US Navy 6th Gen Fighter - F/A-XX

Raw kinematics have been deprioritized over time in favor of superior situational awareness through sensor fusion, and I think this trend will continue with next-gen manned aircraft (but maybe not so for CCAs).

Not to mention the massive technology improvement of long-range AAMs to the point where most air-to-air engagements are BVR meaning super-manouvreability is no longer important.
 
Not to mention the massive technology improvement of long-range AAMs to the point where most air-to-air engagements are BVR meaning super-manouvreability is no longer important.
Good luck getting a radar lock on f35 at bvr ranges.
Not to mention 6th gen which are expected to be even stealtheir( though mostly in L and VhF band).
EW has also improved a lot too, so getting a lock on at longer ranges is hard even if missile posses the range.
 
Potentially. Might also be the end of the fighter bases stand off jammer in USN service. If the CCA can penetrate further and is attritable then a less powerful.jammer can have the same effect.
I'm pretty sure we are close to the end of life of stand-off jamming once LO aircraft are standard.
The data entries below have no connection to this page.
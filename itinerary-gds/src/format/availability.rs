//! Availability search command.

use crate::domain::Segment;
use crate::error::ConvertError;

/// Yen sign: marks the carrier of each segment.
const CARRIER_MARKER: char = '¥';

/// Build a single availability command for a run of segments.
///
/// `1<DDMON><ORIG><DEST>`, then `12A` and the transit airports when the
/// trip is not nonstop, then one carrier marker per segment. In detailed
/// mode the first departure time follows the city pair and each transit
/// carries its layover in minutes (`CDG-95`).
///
/// # Errors
///
/// `NoSegments` for an empty slice, `MissingField` when the first segment
/// has no departure date.
pub fn format_availability(segments: &[Segment], detailed: bool) -> Result<String, ConvertError> {
    let (Some(first), Some(last)) = (segments.first(), segments.last()) else {
        return Err(ConvertError::NoSegments);
    };
    let date = first.dep_date.ok_or(ConvertError::MissingField {
        segment: 1,
        field: "departure date",
    })?;

    let mut out = format!("1{date}{}{}", first.dep_airport, last.arr_airport);
    if detailed {
        out.push_str(&first.dep_gds());
    }

    if segments.len() > 1 {
        let transits: Vec<String> = segments
            .windows(2)
            .map(|pair| {
                let airport = pair[0].arr_airport;
                if detailed {
                    format!("{airport}-{}", pair[0].layover_before(&pair[1]))
                } else {
                    airport.to_string()
                }
            })
            .collect();
        out.push_str("12A");
        out.push_str(&transits.join("/"));
    }

    for seg in segments {
        out.push(CARRIER_MARKER);
        out.push_str(seg.airline_code.as_str());
    }
    Ok(out)
}

#[cfg(test)]
mod tests {
    use super::*;
    use crate::domain::TravelDate;
    use crate::domain::segment::test_support::segment;
    use chrono::Month;

    fn oct(day: u32) -> Option<TravelDate> {
        Some(TravelDate::new(day, Month::October).unwrap())
    }

    #[test]
    fn nonstop() {
        let segs = vec![segment("AF", "7", "JFK", (18, 0), "CDG", (7, 15), oct(3))];
        assert_eq!(format_availability(&segs, false).unwrap(), "103OCTJFKCDG¥AF");
    }

    #[test]
    fn transits_listed_in_order() {
        let segs = vec![
            segment("DL", "10", "ATL", (8, 0), "BOS", (10, 30), oct(3)),
            segment("B6", "20", "BOS", (11, 30), "CDG", (23, 0), oct(3)),
            segment("AF", "30", "CDG", (23, 55), "DUB", (0, 50), oct(3)),
        ];
        assert_eq!(
            format_availability(&segs, false).unwrap(),
            "103OCTATLDUB12ABOS/CDG¥DL¥B6¥AF"
        );
    }

    #[test]
    fn detailed_adds_time_and_layovers() {
        let segs = vec![
            segment("AF", "7", "JFK", (8, 0), "CDG", (10, 0), oct(3)),
            segment("AF", "1204", "CDG", (11, 35), "FCO", (13, 40), oct(3)),
        ];
        assert_eq!(
            format_availability(&segs, true).unwrap(),
            "103OCTJFKFCO800A12ACDG-95¥AF¥AF"
        );
    }

    #[test]
    fn requires_first_departure_date() {
        let segs = vec![segment("AF", "7", "JFK", (8, 0), "CDG", (10, 0), None)];
        assert_eq!(
            format_availability(&segs, false),
            Err(ConvertError::MissingField {
                segment: 1,
                field: "departure date"
            })
        );
        assert_eq!(format_availability(&[], false), Err(ConvertError::NoSegments));
    }
}
//! Booking-class (RBD) resolution.
//!
//! Maps a carrier and a marketed cabin to the single reservation booking
//! letter that sells it, with short-haul cabin substitution.

mod haul;
mod resolve;

pub use haul::{Haul, SHORT_HAUL_MAX_MINUTES, classify_haul};
pub use resolve::{BookingResolver, DEFAULT_STRATEGIES, Resolution, Strategy};
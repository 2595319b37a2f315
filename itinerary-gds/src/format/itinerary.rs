//! Itinerary command lines ("sell" entries), one per segment.

use crate::domain::{Segment, TravelDate};
use crate::error::ConvertError;

/// Flight numbers shorter than this are separated from the carrier by a space.
const JOINED_NUMBER_DIGITS: usize = 4;

/// Render one itinerary line. `seq` is the 1-based line number.
///
/// Returns `None` when the segment has no departure date.
///
/// ```
/// use chrono::{Month, Weekday};
/// use itinerary_gds::domain::*;
/// use itinerary_gds::format::itinerary_line;
///
/// let date = TravelDate::new(3, Month::October).unwrap().with_weekday(Weekday::Fri);
/// let seg = Segment {
///     airline_code: CarrierCode::parse("AF").unwrap(),
///     number: FlightNumber::parse("7").unwrap(),
///     dep_airport: AirportCode::parse("JFK").unwrap(),
///     arr_airport: AirportCode::parse("CDG").unwrap(),
///     dep_time: ClockTime::from_hm(18, 0).unwrap(),
///     arr_time: ClockTime::from_hm(7, 15).unwrap(),
///     dep_date: Some(date),
///     arr_date: None,
///     arrival_day_offset: 1,
///     booking_class: None,
///     cabin: None,
///     duration_minutes: None,
///     direction: Direction::Outbound,
///     route: None,
///     header_ref: None,
/// };
/// assert_eq!(
///     itinerary_line(1, &seg, 'J', "SS1").unwrap(),
///     " 1 AF 7J 03OCT F JFKCDG*SS1 600P 715A 04OCT /DCAF /E"
/// );
/// ```
pub fn itinerary_line(seq: usize, segment: &Segment, class: char, status: &str) -> Option<String> {
    let dep_date = segment.dep_date?;

    let carrier = segment.airline_code;
    let designator = if segment.number.digits() < JOINED_NUMBER_DIGITS {
        format!("{carrier} {}{class}", segment.number)
    } else {
        format!("{carrier}{}{class}", segment.number)
    };

    let date = match segment.dep_dow() {
        Some(dow) => format!("{dep_date} {dow}"),
        None => dep_date.to_string(),
    };

    let status = if status.is_empty() {
        String::new()
    } else {
        format!("*{status}")
    };

    let arrival = segment
        .arrival_date()
        .filter(|arr| !same_day(arr, &dep_date))
        .map(|arr| format!(" {arr}"))
        .unwrap_or_default();

    Some(format!(
        "{seq:>2} {designator} {date} {}{}{status} {} {}{arrival} /DC{carrier} /E",
        segment.dep_airport,
        segment.arr_airport,
        segment.dep_gds(),
        segment.arr_gds(),
    ))
}

/// Render segments as itinerary lines numbered from 1, joined by newlines.
///
/// `class_of` picks the booking letter for each segment.
///
/// # Errors
///
/// `NoSegments` for an empty slice, `MissingField` when a segment has no
/// departure date.
pub fn format_itinerary<F>(segments: &[Segment], class_of: F, status: &str) -> Result<String, ConvertError>
where
    F: Fn(&Segment) -> char,
{
    if segments.is_empty() {
        return Err(ConvertError::NoSegments);
    }

    let lines = segments
        .iter()
        .enumerate()
        .map(|(i, seg)| {
            itinerary_line(i + 1, seg, class_of(seg), status).ok_or(ConvertError::MissingField {
                segment: i + 1,
                field: "departure date",
            })
        })
        .collect::<Result<Vec<_>, _>>()?;

    Ok(lines.join("\n"))
}

fn same_day(a: &TravelDate, b: &TravelDate) -> bool {
    a.day() == b.day() && a.month() == b.month()
}

#[cfg(test)]
mod tests {
    use super::*;
    use crate::domain::segment::test_support::segment;
    use chrono::{Month, Weekday};

    fn oct(day: u32) -> Option<TravelDate> {
        Some(TravelDate::new(day, Month::October).unwrap())
    }

    #[test]
    fn renumbers_from_one() {
        let segs = vec![
            segment("AF", "1204", "CDG", (9, 0), "FCO", (11, 5), oct(4)),
            segment("AZ", "610", "FCO", (13, 0), "JFK", (16, 30), oct(4)),
        ];
        let out = format_itinerary(&segs, |_| 'Y', "SS1").unwrap();
        let lines: Vec<_> = out.lines().collect();
        assert_eq!(lines.len(), 2);
        assert_eq!(lines[0], " 1 AF1204Y 04OCT CDGFCO*SS1 900A 1105A /DCAF /E");
        assert_eq!(lines[1], " 2 AZ 610Y 04OCT FCOJFK*SS1 100P 430P /DCAZ /E");
    }

    #[test]
    fn class_callback_is_per_segment() {
        let segs = vec![
            segment("AF", "7", "JFK", (8, 0), "CDG", (20, 0), oct(3)),
            segment("KL", "1234", "CDG", (21, 0), "AMS", (22, 15), oct(3)),
        ];
        let out = format_itinerary(
            &segs,
            |s| if s.airline_code.as_str() == "KL" { 'K' } else { 'J' },
            "SS1",
        )
        .unwrap();
        assert!(out.lines().next().unwrap().starts_with(" 1 AF 7J "));
        assert!(out.lines().nth(1).unwrap().starts_with(" 2 KL1234K "));
    }

    #[test]
    fn empty_status_omits_indicator() {
        let seg = segment("AF", "7", "JFK", (8, 0), "CDG", (20, 0), oct(3));
        let line = itinerary_line(1, &seg, 'Y', "").unwrap();
        assert_eq!(line, " 1 AF 7Y 03OCT JFKCDG 800A 800P /DCAF /E");
    }

    #[test]
    fn weekday_letter_follows_date() {
        let date = TravelDate::new(5, Month::October)
            .unwrap()
            .with_weekday(Weekday::Sun);
        let seg = segment("AF", "7", "JFK", (8, 0), "CDG", (20, 0), Some(date));
        let line = itinerary_line(3, &seg, 'Y', "HK1").unwrap();
        assert_eq!(line, " 3 AF 7Y 05OCT S JFKCDG*HK1 800A 800P /DCAF /E");
    }

    #[test]
    fn explicit_arrival_date_suffix() {
        let mut seg = segment("QF", "1", "SYD", (15, 30), "LHR", (6, 10), oct(3));
        seg.arr_date = oct(5);
        let line = itinerary_line(1, &seg, 'Y', "SS1").unwrap();
        assert!(line.ends_with("330P 610A 05OCT /DCQF /E"), "{line}");
    }

    #[test]
    fn same_day_arrival_has_no_suffix() {
        let seg = segment("AF", "7", "JFK", (8, 0), "CDG", (20, 0), oct(3));
        let line = itinerary_line(1, &seg, 'Y', "SS1").unwrap();
        assert!(line.ends_with("800P /DCAF /E"));
    }

    #[test]
    fn double_digit_sequence() {
        let seg = segment("AF", "7", "JFK", (8, 0), "CDG", (20, 0), oct(3));
        assert!(itinerary_line(12, &seg, 'Y', "SS1").unwrap().starts_with("12 AF"));
    }

    #[test]
    fn missing_date_fails_whole_block() {
        let segs = vec![
            segment("AF", "7", "JFK", (8, 0), "CDG", (20, 0), oct(3)),
            segment("AF", "8", "CDG", (21, 0), "FCO", (23, 0), None),
        ];
        assert_eq!(
            format_itinerary(&segs, |_| 'Y', "SS1"),
            Err(ConvertError::MissingField {
                segment: 2,
                field: "departure date"
            })
        );
        assert_eq!(format_itinerary(&[], |_| 'Y', "SS1"), Err(ConvertError::NoSegments));
    }
}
Though a useful jammer CCA may still be pretty big since the usual Growler mission load has it packing a couple of JSOWs and/or AARGM-ERs for pop-up threats.


I'm not aware of a single US naval fighter that has a 9G requirement: F-35C and Super Hornet are both capped at 7.5, and AFAIK the Tomcat was too. Raw kinematics have been deprioritized over time in favor of superior situational awareness through sensor fusion, and I think this trend will continue with next-gen manned aircraft (but maybe not so for CCAs).
And only having a 7.5g requirement helps with empty weight.



Not to mention the massive technology improvement of long-range AAMs to the point where most air-to-air engagements are BVR meaning super-manouvreability is no longer important.
Disagree, I don't think you're going to get a radar lock on an F-35 at BVR ranges. Nevermind how close you'd have to get to an F-22 to get a radar lock.
 
And only having a 7.5g requirement helps with empty weight.

I suppose that, with BVR fights involving multiple sustained turns, it may be easier on the pilot and just as effective in eating enemy energy even with 1.5 gee less.

That said, I recall a statement that the PAK-FA was expected to have sustained supersonic manoeuvrability to help defeat at BVR (especially SAMs)... but I suppose this is more a matter of other aspects of kinematics such as T/W ratio (in the context of L/D), rather than absolute max gee?